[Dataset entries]
□ □ □

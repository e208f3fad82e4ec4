//! Controller error types

use std::path::PathBuf;

use thiserror::Error;

use eigsep_core::config::ConfigError;
use eigsep_core::Axis;

/// Result alias for controller operations
pub type ControllerResult<T> = Result<T, ControllerError>;

/// Fatal controller errors
///
/// Conditions the control loops can ride through (sample timeouts, skipped
/// reversals, stalls) are reported as events, never as errors.
#[derive(Debug, Error)]
pub enum ControllerError {
    #[error("cannot read {path}: {source}")]
    ConfigIo {
        path: PathBuf,
        #[source]
        source: std::io::Error,
    },

    #[error("invalid TOML in {path}: {source}")]
    ConfigParse {
        path: PathBuf,
        #[source]
        source: toml::de::Error,
    },

    #[error("invalid configuration: {0}")]
    ConfigInvalid(#[from] ConfigError),

    #[error("cannot write {path}: {source}")]
    StoreWrite {
        path: PathBuf,
        #[source]
        source: std::io::Error,
    },

    #[error("cannot serialize ranges: {0}")]
    Serialize(#[from] toml::ser::Error),

    #[error("cannot open serial port {port}: {source}")]
    Serial {
        port: String,
        #[source]
        source: serialport::Error,
    },

    #[error("cannot install the interrupt handler: {0}")]
    Signal(#[from] ctrlc::Error),

    #[error("motor board initialization failed: {0}")]
    DriverInit(String),

    #[error("motor error: {0}")]
    Motor(String),

    #[error("board `{0}` is not available in this build")]
    BoardUnavailable(&'static str),

    #[error("no axis selected")]
    NoAxisSelected,

    #[error("calibration of {axis} failed: {reason}")]
    Calibration { axis: Axis, reason: &'static str },
}

impl ControllerError {
    /// Wrap a motor backend error
    pub fn motor(err: impl core::fmt::Debug) -> Self {
        ControllerError::Motor(format!("{:?}", err))
    }
}

#[cfg(test)]
mod tests {
    use super::*;
    use std::error::Error as _;

    #[test]
    fn test_config_error_is_source() {
        let err = ControllerError::from(ConfigError::InvalidValue("control.period_ms"));
        assert_eq!(
            err.to_string(),
            "invalid configuration: invalid value for `control.period_ms`"
        );
        let source = err.source().map(|s| s.to_string());
        assert_eq!(
            source.as_deref(),
            Some("invalid value for `control.period_ms`")
        );
    }

    #[test]
    fn test_core_errors_box_as_std_errors() {
        let errors: Vec<Box<dyn std::error::Error>> = vec![
            Box::new(eigsep_core::AxisError::InvalidAxis),
            Box::new(eigsep_core::traits::SampleError::Timeout),
            Box::new(ConfigError::EmptyRange(Axis::Alt)),
        ];
        assert_eq!(errors[1].to_string(), "sample read timed out");
        assert!(errors.iter().all(|e| e.source().is_none()));
    }
}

□ □ □

__Exercise objective__:
Look through the records above for the word "read" and state how many lines contain it, giving the number alone.

__Response to the exercise__:
2